Woodford suffers a £1bn blow as flagship fund hit by 10-figure drop in first few weeks of 2018

Neil Woodford’s crown as Britain’s best-loved money manager is under scrutiny after his flagship fund shrivelled by over £1bn in the first five weeks of this year.

Assets held by Woodford’s Equity Income fund, one of Britain’s biggest retail offerings, fell from £8.2bn at the start of the year to under £7.2bn on Tuesday.

A torrid start to the year follows a disastrous 2017, during which the same fund shrunk by almost £2bn between May and December.

“Neil’s funds have at times underperformed the broader market because of a contrarian view,” a spokesperson for the fund manager said.

“This is not the first time his funds have suffered redemptions.”

Stakes in outsourcer Capita and online estate agency Purplebricks have been the driving force behind this year’s poor performance.

Woodford last week threw his support behind Capita after shares halved amid a profit warning and plans for a £700m rights issue. He did, however, admit his 11 per cent holding in the contracting giant had been a “poor investment”. And last week’s wicked Wednesday also saw Purplebricks shares slide after Jefferies analysts claimed the firm hid the true number of homes it was selling. Over 20 per cent of the firm’s stock market value was wiped away last week. Woodford owns over a quarter of Purplebricks’ shares.

Woodford has also resolutely defended troubled doorstep lender Provident Financial. Last August the Bradford-based firm was subject to one of the biggest ever one-day sell-offs in FTSE 100 history. Shares fell by almost 70 per cent, losing Woodford investors hundreds of millions of pounds.

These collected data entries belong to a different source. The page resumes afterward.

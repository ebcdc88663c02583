//! Async driver for [`BrowserState`].
//!
//! The controller pairs a [`FileApi`] with a [`StateStore`] and runs each
//! operation as begin / fetch / finish. State is never borrowed across an
//! await point.

use crate::core::api::FileApi;
use crate::core::browser::{BrowserState, ContentRequest, Direction};
use crate::utils::log;

/// Owner of the [`BrowserState`] the controller mutates.
pub trait StateStore {
    /// Run `f` against the state. `None` if the state is gone (e.g. the
    /// owning view was disposed).
    fn with_state<R>(&self, f: impl FnOnce(&mut BrowserState) -> R) -> Option<R>;
}

/// Selection/content controller.
#[derive(Clone, Copy, Debug)]
pub struct Controller<A, S> {
    api: A,
    store: S,
}

impl<A: FileApi, S: StateStore> Controller<A, S> {
    pub fn new(api: A, store: S) -> Self {
        Self { api, store }
    }

    /// Load folders, count their files, then open the first one.
    pub async fn initialize(&self) {
        self.load_folders().await;
        self.list_folder_counts().await;

        let first = self
            .store
            .with_state(|s| s.folder_names().into_iter().next())
            .flatten();
        if let Some(folder) = first {
            self.select_folder(&folder).await;
        }
    }

    pub async fn load_folders(&self) {
        if self.store.with_state(|s| s.begin_load_folders()).is_none() {
            return;
        }
        let result = self.api.list_folders().await;
        self.store.with_state(|s| s.finish_load_folders(result));
    }

    /// Fetch every folder's list once to fill in its count.
    ///
    /// Failures are logged and skipped.
    pub async fn list_folder_counts(&self) {
        let folders = self.store.with_state(|s| s.folder_names()).unwrap_or_default();

        for folder in folders {
            match self.api.list_files(&folder).await {
                Ok(files) => {
                    self.store.with_state(|s| s.record_count(&folder, files.len()));
                }
                Err(e) => log::error(&format!("Failed to count files of {}: {}", folder, e)),
            }
        }
    }

    pub async fn select_folder(&self, folder: &str) {
        let Some(request) = self.store.with_state(|s| s.begin_select_folder(folder)).flatten()
        else {
            return;
        };
        let result = self.api.list_files(&request.folder).await;
        self.store
            .with_state(|s| s.finish_select_folder(request, result));
    }

    pub async fn select_file(&self, folder: &str, file: &str) {
        let request = self
            .store
            .with_state(|s| s.begin_select_file(folder, file))
            .flatten();
        self.load_content(request).await;
    }

    pub async fn refresh_current_file(&self) {
        let request = self.store.with_state(|s| s.begin_refresh()).flatten();
        self.load_content(request).await;
    }

    pub async fn navigate(&self, direction: Direction) {
        let request = self
            .store
            .with_state(|s| s.begin_navigate(direction))
            .flatten();
        self.load_content(request).await;
    }

    async fn load_content(&self, request: Option<ContentRequest>) {
        let Some(request) = request else {
            return;
        };
        let result = self
            .api
            .fetch_content(&request.folder, &request.file)
            .await;
        self.store
            .with_state(|s| s.finish_select_file(request, result));
    }
}

#[cfg(test)]
mod tests {
    use std::cell::{Cell, RefCell};
    use std::collections::HashMap;
    use std::rc::Rc;

    use super::*;
    use crate::config::messages;
    use crate::core::error::FetchError;
    use crate::models::{ContentResponse, ContentView, FileEntry, FileListView, Folder, Loadable};

    #[derive(Default)]
    struct MockApi {
        folders: Option<Vec<Folder>>,
        files: HashMap<String, Vec<FileEntry>>,
        contents: HashMap<(String, String), ContentResponse>,
        list_calls: Cell<usize>,
        content_calls: Cell<usize>,
    }

    impl MockApi {
        fn with_folder(mut self, name: &str, files: &[&str]) -> Self {
            self.folders.get_or_insert_with(Vec::new).push(Folder {
                name: name.to_string(),
                display_name: name.to_uppercase(),
            });
            self.files.insert(
                name.to_string(),
                files
                    .iter()
                    .map(|f| FileEntry {
                        name: f.to_string(),
                        display_date: f.trim_end_matches(".md").to_string(),
                        size: "2.0 KB".to_string(),
                        date: String::new(),
                        modified: String::new(),
                    })
                    .collect(),
            );
            self
        }

        fn with_broken_folder(mut self, name: &str) -> Self {
            self.folders.get_or_insert_with(Vec::new).push(Folder {
                name: name.to_string(),
                display_name: name.to_string(),
            });
            self
        }

        fn with_content(mut self, folder: &str, file: &str, body: &str) -> Self {
            self.contents.insert(
                (folder.to_string(), file.to_string()),
                ContentResponse::Content {
                    content: body.to_string(),
                },
            );
            self
        }

        fn with_content_error(mut self, folder: &str, file: &str, error: &str) -> Self {
            self.contents.insert(
                (folder.to_string(), file.to_string()),
                ContentResponse::Error {
                    error: error.to_string(),
                },
            );
            self
        }
    }

    impl FileApi for MockApi {
        async fn list_folders(&self) -> Result<Vec<Folder>, FetchError> {
            self.folders.clone().ok_or(FetchError::HttpError(503))
        }

        async fn list_files(&self, folder: &str) -> Result<Vec<FileEntry>, FetchError> {
            self.list_calls.set(self.list_calls.get() + 1);
            self.files
                .get(folder)
                .cloned()
                .ok_or(FetchError::HttpError(404))
        }

        async fn fetch_content(
            &self,
            folder: &str,
            file: &str,
        ) -> Result<ContentResponse, FetchError> {
            self.content_calls.set(self.content_calls.get() + 1);
            self.contents
                .get(&(folder.to_string(), file.to_string()))
                .cloned()
                .ok_or_else(|| FetchError::NetworkError("connection reset".to_string()))
        }
    }

    impl StateStore for Rc<RefCell<BrowserState>> {
        fn with_state<R>(&self, f: impl FnOnce(&mut BrowserState) -> R) -> Option<R> {
            Some(f(&mut self.borrow_mut()))
        }
    }

    type TestController = Controller<MockApi, Rc<RefCell<BrowserState>>>;

    fn controller(api: MockApi) -> (TestController, Rc<RefCell<BrowserState>>) {
        let store = Rc::new(RefCell::new(BrowserState::new()));
        (Controller::new(api, store.clone()), store)
    }

    fn news_api() -> MockApi {
        MockApi::default()
            .with_folder("news", &["2024-01-03.md", "2024-01-02.md", "2024-01-01.md"])
            .with_folder("final", &[])
            .with_content("news", "2024-01-03.md", "# Third")
            .with_content("news", "2024-01-02.md", "# Second")
            .with_content("news", "2024-01-01.md", "# First")
    }

    #[tokio::test]
    async fn test_initialize_selects_first_folder() {
        let (ctl, store) = controller(news_api());
        ctl.initialize().await;

        let state = store.borrow();
        assert!(matches!(state.folders(), Loadable::Ready(f) if f.len() == 2));
        assert_eq!(state.current_folder(), Some("news"));
        assert_eq!(state.folder_count("news"), Some(3));
        assert_eq!(state.folder_count("final"), Some(0));
        assert_eq!(state.folder_label("news"), "NEWS");
    }

    #[tokio::test]
    async fn test_initialize_without_folders() {
        let (ctl, store) = controller(MockApi::default());
        ctl.initialize().await;

        let state = store.borrow();
        assert_eq!(state.folders(), &Loadable::Failed);
        assert_eq!(state.current_folder(), None);
        assert_eq!(state.file_list(), &FileListView::Idle);
    }

    #[tokio::test]
    async fn test_folder_counts_are_best_effort() {
        let api = MockApi::default()
            .with_broken_folder("broken")
            .with_folder("news", &["a.md", "b.md"]);
        let (ctl, store) = controller(api);
        ctl.load_folders().await;
        ctl.list_folder_counts().await;

        let state = store.borrow();
        assert_eq!(state.folder_count("broken"), None);
        assert_eq!(state.folder_count("news"), Some(2));
    }

    #[tokio::test]
    async fn test_cached_length_matches_rendered_count() {
        let (ctl, store) = controller(news_api());
        ctl.load_folders().await;
        ctl.select_folder("news").await;

        let state = store.borrow();
        let cached = state.cached_files("news").map(|f| f.len());
        assert_eq!(cached, Some(state.file_list().files().len()));
        assert_eq!(cached, state.folder_count("news"));
        assert_eq!(state.file_count_label(), Some(format!("{} files", 3)));
    }

    #[tokio::test]
    async fn test_reselecting_folder_does_not_refetch() {
        let (ctl, _store) = controller(news_api());
        ctl.select_folder("news").await;
        ctl.select_folder("news").await;
        assert_eq!(ctl.api.list_calls.get(), 1);
    }

    #[tokio::test]
    async fn test_empty_folder() {
        let (ctl, store) = controller(news_api());
        ctl.select_folder("final").await;

        let state = store.borrow();
        assert!(matches!(state.file_list(), FileListView::Empty { folder } if folder == "final"));
        assert!(state.file_list().files().is_empty());
    }

    #[tokio::test]
    async fn test_select_file_and_noop() {
        let (ctl, store) = controller(news_api());
        ctl.select_folder("news").await;
        ctl.select_file("news", "2024-01-02.md").await;
        ctl.select_file("news", "2024-01-02.md").await;

        assert_eq!(ctl.api.content_calls.get(), 1);
        let state = store.borrow();
        assert_eq!(state.current_file(), Some("2024-01-02.md"));
        assert!(
            matches!(state.content(), ContentView::Rendered { html, .. } if html.contains("<h1>Second</h1>"))
        );
    }

    #[tokio::test]
    async fn test_content_error_keeps_previous_selection() {
        let api = news_api().with_content_error("news", "2024-01-01.md", "file not found");
        let (ctl, store) = controller(api);
        ctl.select_folder("news").await;
        ctl.select_file("news", "2024-01-03.md").await;
        ctl.select_file("news", "2024-01-01.md").await;

        let state = store.borrow();
        assert_eq!(state.current_folder(), Some("news"));
        assert_eq!(state.current_file(), Some("2024-01-03.md"));
        assert!(
            matches!(state.content(), ContentView::Failed { message, .. } if message == "file not found")
        );
    }

    #[tokio::test]
    async fn test_network_failure_shows_fixed_message() {
        let api = news_api().with_folder("reports", &["q1.md"]);
        let (ctl, store) = controller(api);
        ctl.select_folder("reports").await;
        ctl.select_file("reports", "q1.md").await;

        let state = store.borrow();
        assert_eq!(state.current_file(), None);
        assert!(
            matches!(state.content(), ContentView::Failed { message, .. } if message == messages::LOAD_FAILED)
        );
    }

    #[tokio::test]
    async fn test_refresh_refetches_current_file() {
        let (ctl, _store) = controller(news_api());
        ctl.refresh_current_file().await;
        assert_eq!(ctl.api.content_calls.get(), 0);

        ctl.select_folder("news").await;
        ctl.select_file("news", "2024-01-03.md").await;
        ctl.refresh_current_file().await;
        assert_eq!(ctl.api.content_calls.get(), 2);
    }

    #[tokio::test]
    async fn test_navigate_stays_in_bounds() {
        let (ctl, store) = controller(news_api());
        ctl.select_folder("news").await;

        for _ in 0..5 {
            ctl.navigate(Direction::Older).await;
        }
        assert_eq!(store.borrow().current_file(), Some("2024-01-01.md"));

        for _ in 0..5 {
            ctl.navigate(Direction::Newer).await;
        }
        assert_eq!(store.borrow().current_file(), Some("2024-01-03.md"));
        assert_eq!(ctl.api.content_calls.get(), 5);
    }
}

“I believe Provident shares started the day undervalued, and have become even more so as a result of the market’s reaction to today’s news,” he said on the day of the share slide.

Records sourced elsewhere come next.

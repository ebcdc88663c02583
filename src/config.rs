//! Application configuration.
//!
//! Centralizes all configuration constants used throughout the application.

// =============================================================================
// Application Metadata
// =============================================================================

/// Application name displayed in the sidebar header.
pub const APP_NAME: &str = "Eros";

/// Application tagline displayed under the name.
pub const APP_TAGLINE: &str = "Analysis results";

// =============================================================================
// Network Configuration
// =============================================================================

/// Base URL prepended to every API path. Empty means same origin.
pub const API_BASE: &str = "";

/// Folder listing endpoint.
pub const FOLDERS_PATH: &str = "/api/folders";

/// File listing endpoint prefix (`{FILES_PATH}/{folder}`).
pub const FILES_PATH: &str = "/api/files";

/// Content endpoint prefix (`{CONTENT_PATH}/{folder}/{file}`).
pub const CONTENT_PATH: &str = "/api/content";

/// Fetch request timeout in milliseconds.
pub const FETCH_TIMEOUT_MS: i32 = 10000;

// =============================================================================
// Theme Configuration
// =============================================================================

/// localStorage key for the saved theme preference.
pub const THEME_STORAGE_KEY: &str = "eros-theme-preference";

/// Attribute set on `<html>` to select the active theme.
pub const THEME_ATTRIBUTE: &str = "data-theme";

/// Media query for the system dark scheme.
pub const PREFERS_DARK_QUERY: &str = "(prefers-color-scheme: dark)";

/// Night time window: hours before this are night.
pub const NIGHT_ENDS_HOUR: u32 = 6;

/// Night time window: hours from this on are night.
pub const NIGHT_STARTS_HOUR: u32 = 18;

// =============================================================================
// Sanitizer Allow-lists
// =============================================================================

/// Tags kept in rendered markdown. Everything else is stripped.
pub const ALLOWED_TAGS: &[&str] = &[
    "h1", "h2", "h3", "h4", "h5", "h6", "p", "br", "hr", "strong", "em", "del", "ins", "code",
    "pre", "ul", "ol", "li", "blockquote", "table", "thead", "tbody", "tr", "th", "td", "a", "img",
    "div", "span",
];

/// Prefix of the token classes emitted for highlighted code.
pub const HIGHLIGHT_CLASS_PREFIX: &str = "hl-";

/// Attributes kept on any allowed tag.
pub const ALLOWED_ATTRIBUTES: &[&str] = &["href", "title", "src", "alt", "class", "style"];

// =============================================================================
// UI Messages
// =============================================================================

/// UI text shown in the various list and viewer states.
pub mod messages {
    /// Shown in a region whose fetch failed outright.
    pub const LOAD_FAILED: &str = "Failed to load";
    /// Shown in the file list when a folder has no files.
    pub const EMPTY_FOLDER: &str = "This folder has no files yet";
    /// Shown in the sidebar when no folders exist.
    pub const NO_FOLDERS: &str = "No folders";
    /// Shown in the viewer before any file is selected.
    pub const SELECT_FILE: &str = "Select a file to view its content";
    /// Shown in the file list before any folder is selected.
    pub const SELECT_FOLDER: &str = "Select a folder";
}

// =============================================================================
// UI Configuration
// =============================================================================

/// Icon theme selection.
///
/// Available themes:
/// - `Bootstrap` - Familiar, slightly bolder (default)
/// - `Lucide` - Minimal, thin strokes
#[derive(Debug, Clone, Copy, PartialEq, Eq, Default)]
#[allow(dead_code)]
pub enum IconTheme {
    #[default]
    Bootstrap,
    Lucide,
}

/// Current icon theme used throughout the application.
pub const ICON_THEME: IconTheme = IconTheme::Bootstrap;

Of the 12.8 per cent fall in the Equity Income fund’s assets, 9.5 per cent is due to the performance of Woodford’s stock picks; the balance is a result of investors withdrawing their cash. The fund manager’s listed investment trust – Woodford Patient Capital – has fared only slightly better, with assets sliding over 7.5 per cent during 2018.

Meanwhile, Woodford’s woes may not have escaped the attention of one of Britain’s biggest wealth managers. St James’ Place’s High Income trust – managed by Woodford – has fallen almost eight per cent year-to-date.

“The difference between the valuations of value and growth stocks today is greater than at any stage in stock market history,” the Woodford spokesperson added.